Required work: Two lines below mark the span: the one containing "let refname = reference" and the one containing "let fork_point = match". Set down both, plus every line between, exactly as they stand, and nothing else.

(Stored items)
»»

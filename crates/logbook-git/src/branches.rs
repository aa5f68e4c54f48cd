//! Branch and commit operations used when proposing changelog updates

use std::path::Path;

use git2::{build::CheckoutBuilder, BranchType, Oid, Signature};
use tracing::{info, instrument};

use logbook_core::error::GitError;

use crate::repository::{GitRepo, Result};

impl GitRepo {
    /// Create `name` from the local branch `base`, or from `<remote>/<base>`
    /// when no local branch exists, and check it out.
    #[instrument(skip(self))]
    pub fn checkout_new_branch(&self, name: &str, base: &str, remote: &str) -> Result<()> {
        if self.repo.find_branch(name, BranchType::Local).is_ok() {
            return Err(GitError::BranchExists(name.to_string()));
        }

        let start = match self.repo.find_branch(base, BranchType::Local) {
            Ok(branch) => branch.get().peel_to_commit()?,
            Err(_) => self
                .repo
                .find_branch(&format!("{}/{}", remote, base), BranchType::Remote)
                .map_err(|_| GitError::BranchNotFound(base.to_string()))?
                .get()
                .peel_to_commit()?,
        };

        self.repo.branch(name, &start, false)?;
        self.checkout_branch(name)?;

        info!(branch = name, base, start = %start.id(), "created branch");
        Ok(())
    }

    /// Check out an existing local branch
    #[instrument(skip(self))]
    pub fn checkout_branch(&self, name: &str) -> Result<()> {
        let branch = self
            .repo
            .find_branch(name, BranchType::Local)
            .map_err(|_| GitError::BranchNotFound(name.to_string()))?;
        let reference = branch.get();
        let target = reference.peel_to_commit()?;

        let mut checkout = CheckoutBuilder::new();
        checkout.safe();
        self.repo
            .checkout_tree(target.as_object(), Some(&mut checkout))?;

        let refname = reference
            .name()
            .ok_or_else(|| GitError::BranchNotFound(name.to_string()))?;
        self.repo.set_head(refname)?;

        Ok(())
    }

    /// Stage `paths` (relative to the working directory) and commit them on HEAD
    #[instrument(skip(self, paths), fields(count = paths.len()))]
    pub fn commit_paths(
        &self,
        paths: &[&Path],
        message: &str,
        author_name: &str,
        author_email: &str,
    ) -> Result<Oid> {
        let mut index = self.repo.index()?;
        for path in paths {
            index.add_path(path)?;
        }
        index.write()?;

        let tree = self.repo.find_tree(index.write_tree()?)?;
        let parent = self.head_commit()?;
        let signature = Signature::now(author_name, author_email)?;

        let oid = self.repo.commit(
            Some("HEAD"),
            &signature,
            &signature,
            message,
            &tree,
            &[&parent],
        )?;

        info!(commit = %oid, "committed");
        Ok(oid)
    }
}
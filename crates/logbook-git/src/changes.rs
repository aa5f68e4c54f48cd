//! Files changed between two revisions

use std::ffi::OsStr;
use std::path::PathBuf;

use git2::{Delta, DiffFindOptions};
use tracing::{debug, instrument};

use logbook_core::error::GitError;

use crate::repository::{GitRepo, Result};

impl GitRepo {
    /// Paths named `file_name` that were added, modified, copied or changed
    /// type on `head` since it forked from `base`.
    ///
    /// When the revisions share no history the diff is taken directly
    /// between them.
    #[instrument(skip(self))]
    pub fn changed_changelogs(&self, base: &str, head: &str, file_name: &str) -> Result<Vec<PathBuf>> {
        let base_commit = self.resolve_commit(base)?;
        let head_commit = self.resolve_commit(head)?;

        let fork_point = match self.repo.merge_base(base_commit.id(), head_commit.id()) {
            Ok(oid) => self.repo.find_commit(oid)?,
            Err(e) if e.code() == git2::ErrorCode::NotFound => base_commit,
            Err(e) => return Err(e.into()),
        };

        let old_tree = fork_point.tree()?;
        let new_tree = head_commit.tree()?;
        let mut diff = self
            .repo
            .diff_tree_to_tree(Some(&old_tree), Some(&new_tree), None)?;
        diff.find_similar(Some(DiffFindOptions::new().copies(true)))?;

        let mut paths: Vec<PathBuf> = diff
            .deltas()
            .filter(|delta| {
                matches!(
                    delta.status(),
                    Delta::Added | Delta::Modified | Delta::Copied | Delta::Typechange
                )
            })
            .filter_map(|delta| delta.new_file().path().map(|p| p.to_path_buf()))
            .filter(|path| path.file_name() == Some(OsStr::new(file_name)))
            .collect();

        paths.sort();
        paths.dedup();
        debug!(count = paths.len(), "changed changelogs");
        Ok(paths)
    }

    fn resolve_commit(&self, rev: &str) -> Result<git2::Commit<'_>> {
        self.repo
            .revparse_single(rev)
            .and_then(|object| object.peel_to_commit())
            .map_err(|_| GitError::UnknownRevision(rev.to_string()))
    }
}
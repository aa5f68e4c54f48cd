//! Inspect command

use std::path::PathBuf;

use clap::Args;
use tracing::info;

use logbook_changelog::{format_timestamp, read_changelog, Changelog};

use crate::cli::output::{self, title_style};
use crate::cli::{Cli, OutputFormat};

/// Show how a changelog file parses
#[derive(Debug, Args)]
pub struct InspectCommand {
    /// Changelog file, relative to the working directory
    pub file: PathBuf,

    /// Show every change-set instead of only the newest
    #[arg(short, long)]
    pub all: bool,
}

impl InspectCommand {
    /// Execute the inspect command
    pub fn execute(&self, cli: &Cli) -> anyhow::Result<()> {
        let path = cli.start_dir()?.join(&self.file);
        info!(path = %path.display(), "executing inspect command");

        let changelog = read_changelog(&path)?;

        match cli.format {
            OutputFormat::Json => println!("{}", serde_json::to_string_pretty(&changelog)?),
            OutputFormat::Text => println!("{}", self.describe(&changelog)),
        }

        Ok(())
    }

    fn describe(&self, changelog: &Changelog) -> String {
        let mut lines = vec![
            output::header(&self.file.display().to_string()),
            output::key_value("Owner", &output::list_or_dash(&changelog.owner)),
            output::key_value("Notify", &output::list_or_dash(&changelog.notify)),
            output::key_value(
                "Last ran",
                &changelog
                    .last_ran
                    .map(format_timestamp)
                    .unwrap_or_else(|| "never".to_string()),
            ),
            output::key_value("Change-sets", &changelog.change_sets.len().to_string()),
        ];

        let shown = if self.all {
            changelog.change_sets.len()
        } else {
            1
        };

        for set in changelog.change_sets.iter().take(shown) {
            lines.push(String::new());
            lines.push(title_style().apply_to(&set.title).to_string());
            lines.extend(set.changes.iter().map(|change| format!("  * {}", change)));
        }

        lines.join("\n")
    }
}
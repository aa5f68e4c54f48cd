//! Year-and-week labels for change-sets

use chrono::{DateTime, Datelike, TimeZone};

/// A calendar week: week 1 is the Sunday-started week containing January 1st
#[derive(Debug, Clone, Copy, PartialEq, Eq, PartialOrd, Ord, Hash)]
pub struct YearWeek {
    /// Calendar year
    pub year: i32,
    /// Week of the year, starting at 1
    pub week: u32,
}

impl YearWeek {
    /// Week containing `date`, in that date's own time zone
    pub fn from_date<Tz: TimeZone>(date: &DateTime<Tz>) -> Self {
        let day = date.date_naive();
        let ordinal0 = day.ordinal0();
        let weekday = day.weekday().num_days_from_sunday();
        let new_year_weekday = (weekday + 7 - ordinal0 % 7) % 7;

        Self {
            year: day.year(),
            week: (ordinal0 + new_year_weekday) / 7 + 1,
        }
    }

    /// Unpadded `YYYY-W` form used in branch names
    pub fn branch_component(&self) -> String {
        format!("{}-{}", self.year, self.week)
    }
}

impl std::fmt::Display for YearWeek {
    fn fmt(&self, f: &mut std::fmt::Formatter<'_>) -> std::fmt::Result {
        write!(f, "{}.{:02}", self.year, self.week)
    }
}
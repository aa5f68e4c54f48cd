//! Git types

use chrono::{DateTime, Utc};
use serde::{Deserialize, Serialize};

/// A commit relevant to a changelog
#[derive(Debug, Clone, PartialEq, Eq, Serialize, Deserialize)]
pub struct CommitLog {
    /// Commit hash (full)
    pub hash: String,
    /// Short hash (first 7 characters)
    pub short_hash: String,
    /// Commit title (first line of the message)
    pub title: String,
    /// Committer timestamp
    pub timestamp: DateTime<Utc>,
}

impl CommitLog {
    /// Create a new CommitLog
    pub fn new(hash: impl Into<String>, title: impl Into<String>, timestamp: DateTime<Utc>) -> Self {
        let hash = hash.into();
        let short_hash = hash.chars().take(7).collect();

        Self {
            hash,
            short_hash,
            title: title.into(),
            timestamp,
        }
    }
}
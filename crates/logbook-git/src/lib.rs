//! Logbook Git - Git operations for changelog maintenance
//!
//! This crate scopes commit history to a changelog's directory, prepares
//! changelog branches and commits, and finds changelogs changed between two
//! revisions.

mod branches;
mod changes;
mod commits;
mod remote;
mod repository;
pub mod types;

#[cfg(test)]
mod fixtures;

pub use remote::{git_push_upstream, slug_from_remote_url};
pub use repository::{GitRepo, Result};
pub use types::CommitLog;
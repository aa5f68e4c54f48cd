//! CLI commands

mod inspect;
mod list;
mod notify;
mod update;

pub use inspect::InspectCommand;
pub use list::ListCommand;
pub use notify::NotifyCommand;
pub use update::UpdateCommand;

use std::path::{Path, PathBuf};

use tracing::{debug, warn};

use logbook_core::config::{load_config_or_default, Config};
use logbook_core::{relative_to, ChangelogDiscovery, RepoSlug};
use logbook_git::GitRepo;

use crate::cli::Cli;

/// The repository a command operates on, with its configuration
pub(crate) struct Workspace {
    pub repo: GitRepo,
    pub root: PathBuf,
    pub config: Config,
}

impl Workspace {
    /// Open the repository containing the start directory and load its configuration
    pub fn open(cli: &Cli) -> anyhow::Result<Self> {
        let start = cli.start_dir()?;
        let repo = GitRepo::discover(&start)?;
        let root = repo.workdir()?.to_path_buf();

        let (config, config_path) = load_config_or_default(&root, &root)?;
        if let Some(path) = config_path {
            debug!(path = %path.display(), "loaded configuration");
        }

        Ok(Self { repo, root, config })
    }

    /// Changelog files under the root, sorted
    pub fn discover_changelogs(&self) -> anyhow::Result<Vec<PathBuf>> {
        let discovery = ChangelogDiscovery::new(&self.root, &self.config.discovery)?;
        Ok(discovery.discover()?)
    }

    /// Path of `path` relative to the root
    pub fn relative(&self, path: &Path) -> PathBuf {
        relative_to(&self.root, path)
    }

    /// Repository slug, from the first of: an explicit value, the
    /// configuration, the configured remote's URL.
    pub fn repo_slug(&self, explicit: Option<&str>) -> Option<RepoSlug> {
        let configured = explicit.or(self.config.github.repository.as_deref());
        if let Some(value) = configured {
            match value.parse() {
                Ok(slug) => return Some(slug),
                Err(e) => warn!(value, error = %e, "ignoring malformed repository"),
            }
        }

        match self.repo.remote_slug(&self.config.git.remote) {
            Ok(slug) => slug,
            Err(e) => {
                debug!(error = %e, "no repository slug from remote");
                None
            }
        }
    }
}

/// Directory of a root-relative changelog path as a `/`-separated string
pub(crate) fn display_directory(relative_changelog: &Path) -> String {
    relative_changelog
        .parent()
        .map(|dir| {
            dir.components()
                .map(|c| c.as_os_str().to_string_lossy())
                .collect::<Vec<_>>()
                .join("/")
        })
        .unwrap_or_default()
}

««

Response box:
        let refname = reference
            .name()
            .ok_or_else(|| GitError::BranchNotFound(name.to_string()))?;
        self.repo.set_head(refname)?;

        Ok(())
    }

    /// Stage `paths` (relative to the working directory) and commit them on HEAD
    #[instrument(skip(self, paths), fields(count = paths.len()))]
    pub fn commit_paths(
        &self,
        paths: &[&Path],
        message: &str,
        author_name: &str,
        author_email: &str,
    ) -> Result<Oid> {
        let mut index = self.repo.index()?;
        for path in paths {
            index.add_path(path)?;
        }
        index.write()?;

        let tree = self.repo.find_tree(index.write_tree()?)?;
        let parent = self.head_commit()?;
        let signature = Signature::now(author_name, author_email)?;

        let oid = self.repo.commit(
            Some("HEAD"),
            &signature,
            &signature,
            message,
            &tree,
            &[&parent],
        )?;

        info!(commit = %oid, "committed");
        Ok(oid)
    }
}
filename crates/logbook-git/src/changes.rs
repository aa5f68e4c54f48cd
//! Files changed between two revisions

use std::ffi::OsStr;
use std::path::PathBuf;

use git2::{Delta, DiffFindOptions};
use tracing::{debug, instrument};

use logbook_core::error::GitError;

use crate::repository::{GitRepo, Result};

impl GitRepo {
    /// Paths named `file_name` that were added, modified, copied or changed
    /// type on `head` since it forked from `base`.
    ///
    /// When the revisions share no history the diff is taken directly
    /// between them.
    #[instrument(skip(self))]
    pub fn changed_changelogs(&self, base: &str, head: &str, file_name: &str) -> Result<Vec<PathBuf>> {
        let base_commit = self.resolve_commit(base)?;
        let head_commit = self.resolve_commit(head)?;

        let fork_point = match self.repo.merge_base(base_commit.id(), head_commit.id()) {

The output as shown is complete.